A movimentação em torno de uma eventual substituição de Lula por Fernando Haddad como candidato do PT à Presidência tem repercussão direta no mercado financeiro. De acordo com a Folha de S.Paulo, executivos e banqueiros passaram a sondar lideranças petistas e o próprio ex-ministro, avaliando-o como alternativa mais previsível e moderada para a condução da política econômica.
As declarações recentes de Lula, que afirmou ainda não ter decidido se será candidato, funcionaram como gatilho para essas especulações. Embora o presidente tenha sinalizado possuir experiência acumulada para disputar novamente, a ambiguidade inicial abriu espaço para leituras divergentes dentro e fora do partido.
Apesar disso, dirigentes do PT e o próprio Haddad reiteram que não há possibilidade concreta de Lula desistir da candidatura. Mesmo diante de pesquisas que indicam um cenário competitivo contra o senador Flávio Bolsonaro (PL-RJ) em eventual segundo turno, a avaliação interna é de que o presidente permanece como nome central da legenda.

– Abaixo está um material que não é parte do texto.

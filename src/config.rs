use serde::{Deserialize, Serialize};
use std::path::{Path, PathBuf};
use std::time::Duration;

use crate::types::RepoCoordinates;

#[derive(Debug, Clone, Default, Deserialize, Serialize)]
#[serde(default)]
pub struct AppConfig {
    pub server: ServerConfig,
    pub storage: StorageConfig,
    pub git: GitConfig,
    pub github: GitHubConfig,
    pub analysis: AnalysisConfig,
}

#[derive(Debug, Clone, Deserialize, Serialize)]
#[serde(default)]
pub struct ServerConfig {
    pub host: String,
    pub port: u16,
    #[serde(with = "duration_string")]
    pub request_timeout: Duration,
}

#[derive(Debug, Clone, Copy, PartialEq, Eq, Deserialize, Serialize)]
#[serde(rename_all = "lowercase")]
pub enum StorageBackend {
    Memory,
    Postgres,
}

#[derive(Debug, Clone, Deserialize, Serialize)]
#[serde(default)]
pub struct StorageConfig {
    pub backend: StorageBackend,
    pub database_url: Option<String>,
    pub max_connections: u32,
    #[serde(with = "duration_string")]
    pub connect_timeout: Duration,
    #[serde(with = "duration_string")]
    pub operation_timeout: Duration,
}

#[derive(Debug, Clone, Deserialize, Serialize)]
#[serde(default)]
pub struct GitConfig {
    /// Root under which working copies live as `<owner>/<repo>`
    pub workspace_dir: PathBuf,
    pub max_history_depth: usize,
    #[serde(with = "duration_string")]
    pub timeout: Duration,
}

#[derive(Debug, Clone, Deserialize, Serialize)]
#[serde(default)]
pub struct GitHubConfig {
    pub api_url: String,
    pub token: Option<String>,
    /// Branch to list; the repository's default branch when unset
    pub branch: Option<String>,
    #[serde(with = "duration_string")]
    pub timeout: Duration,
}

#[derive(Debug, Clone, Deserialize, Serialize)]
#[serde(default)]
pub struct AnalysisConfig {
    pub enabled: bool,
    pub docker_binary: String,
    pub scanner_image: String,
    pub sonarqube_url: String,
    pub token: Option<String>,
    pub username: String,
    pub password: String,
    #[serde(with = "duration_string")]
    pub timeout: Duration,
}

impl Default for ServerConfig {
    fn default() -> Self {
        Self {
            host: "0.0.0.0".to_string(),
            port: 4000,
            request_timeout: Duration::from_secs(300),
        }
    }
}

impl Default for StorageConfig {
    fn default() -> Self {
        Self {
            backend: StorageBackend::Memory,
            database_url: None,
            max_connections: 10,
            connect_timeout: Duration::from_secs(10),
            operation_timeout: Duration::from_secs(60),
        }
    }
}

impl Default for GitConfig {
    fn default() -> Self {
        Self {
            workspace_dir: PathBuf::from("./repositories"),
            max_history_depth: 10_000,
            timeout: Duration::from_secs(120),
        }
    }
}

impl Default for GitHubConfig {
    fn default() -> Self {
        Self {
            api_url: "https://api.github.com".to_string(),
            token: None,
            branch: None,
            timeout: Duration::from_secs(30),
        }
    }
}

impl Default for AnalysisConfig {
    fn default() -> Self {
        Self {
            enabled: false,
            docker_binary: "docker".to_string(),
            scanner_image: "sonarsource/sonar-scanner-cli:latest".to_string(),
            sonarqube_url: "http://localhost:9000".to_string(),
            token: None,
            username: "admin".to_string(),
            password: "admin".to_string(),
            timeout: Duration::from_secs(900),
        }
    }
}

impl AppConfig {
    /// Load configuration from TOML file
    pub fn from_file(path: impl AsRef<Path>) -> anyhow::Result<Self> {
        let content = std::fs::read_to_string(path)?;
        let config: AppConfig = toml::from_str(&content)?;
        Ok(config)
    }

    /// Defaults, then the optional file, then environment overrides
    pub fn load(path: Option<&Path>) -> anyhow::Result<Self> {
        let mut config = match path {
            Some(path) => Self::from_file(path)?,
            None => Self::default(),
        };
        config.apply_env(|key| std::env::var(key).ok())?;
        Ok(config)
    }

    fn apply_env(&mut self, var: impl Fn(&str) -> Option<String>) -> anyhow::Result<()> {
        if let Some(host) = var("REPOGRAPH_HOST") {
            self.server.host = host;
        }
        if let Some(port) = var("REPOGRAPH_PORT") {
            self.server.port = port.parse()?;
        }
        if let Some(workspace) = var("REPOGRAPH_WORKSPACE") {
            self.git.workspace_dir = PathBuf::from(workspace);
        }
        if let Some(url) = var("DATABASE_URL") {
            self.storage.database_url = Some(url);
            self.storage.backend = StorageBackend::Postgres;
        }
        if let Some(token) = var("GITHUB_TOKEN") {
            self.github.token = Some(token);
        }
        if let Some(api_url) = var("GITHUB_API_URL") {
            self.github.api_url = api_url;
        }
        if let Some(url) = var("SONARQUBE_URL") {
            self.analysis.sonarqube_url = url;
        }
        Ok(())
    }

    /// Working copy location for a repository
    pub fn destination_for(&self, coords: &RepoCoordinates) -> PathBuf {
        self.git
            .workspace_dir
            .join(&coords.owner)
            .join(&coords.repo)
    }
}

// Helper module for duration serialization
mod duration_string {
    use serde::{Deserialize, Deserializer, Serializer};
    use std::time::Duration;

    pub fn serialize<S>(duration: &Duration, serializer: S) -> Result<S::Ok, S::Error>
    where
        S: Serializer,
    {
        let s = format!("{}s", duration.as_secs());
        serializer.serialize_str(&s)
    }

    pub fn deserialize<'de, D>(deserializer: D) -> Result<Duration, D::Error>
    where
        D: Deserializer<'de>,
    {
        let s = String::deserialize(deserializer)?;
        if let Some(stripped) = s.strip_suffix('s') {
            let secs: u64 = stripped.parse().map_err(serde::de::Error::custom)?;
            Ok(Duration::from_secs(secs))
        } else {
            Err(serde::de::Error::custom(
                "Expected duration string ending with 's'",
            ))
        }
    }
}

#[cfg(test)]
mod tests {
    use super::*;
    use std::collections::HashMap;

    #[test]
    fn test_partial_toml_keeps_defaults() {
        let config: AppConfig = toml::from_str(
            r#"
            [server]
            port = 8080

            [git]
            timeout = "45s"
            "#,
        )
        .unwrap();
        assert_eq!(config.server.port, 8080);
        assert_eq!(config.server.host, "0.0.0.0");
        assert_eq!(config.git.timeout, Duration::from_secs(45));
        assert_eq!(config.storage.backend, StorageBackend::Memory);
    }

    #[test]
    fn test_duration_requires_suffix() {
        let result: Result<AppConfig, _> = toml::from_str("[git]\ntimeout = \"45\"\n");
        assert!(result.is_err());
    }

    #[test]
    fn test_env_overrides() {
        let vars: HashMap<&str, &str> = [
            ("REPOGRAPH_PORT", "9001"),
            ("DATABASE_URL", "postgres://localhost/repograph"),
            ("GITHUB_TOKEN", "ghp_test"),
        ]
        .into_iter()
        .collect();

        let mut config = AppConfig::default();
        config
            .apply_env(|key| vars.get(key).map(|v| v.to_string()))
            .unwrap();
        assert_eq!(config.server.port, 9001);
        assert_eq!(config.storage.backend, StorageBackend::Postgres);
        assert_eq!(config.github.token.as_deref(), Some("ghp_test"));
    }

    #[test]
    fn test_destination_for_repository() {
        let mut config = AppConfig::default();
        config.git.workspace_dir = PathBuf::from("/srv/repos");
        let dest = config.destination_for(&RepoCoordinates::new("owner", "repo"));
        assert_eq!(dest, PathBuf::from("/srv/repos/owner/repo"));
    }

    #[test]
    fn test_config_round_trips_through_toml() {
        let config = AppConfig::default();
        let text = toml::to_string(&config).unwrap();
        let parsed: AppConfig = toml::from_str(&text).unwrap();
        assert_eq!(parsed.analysis.scanner_image, config.analysis.scanner_image);
    }
}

No setor financeiro, contudo, persiste a expectativa de que Haddad pudesse representar uma alternativa mais alinhada aos interesses do mercado. Essa percepção sustenta, de forma discreta, a ideia de que uma candidatura do ministro seria preferível à continuidade de Lula no cargo, destaca a apuração.
Levantamentos recentes mostram que Haddad aparece tecnicamente empatado com Flávio Bolsonaro em simulações de segundo turno, o que reforça sua viabilidade eleitoral. Esse desempenho levou setores do PT a considerarem, ainda que de maneira reservada, a existência de um plano B caso ocorra um cenário improvável de desistência por parte de Lula.
Mesmo assim, a avaliação predominante no partido é de que Lula continua sendo o candidato mais competitivo e com maior musculatura eleitoral.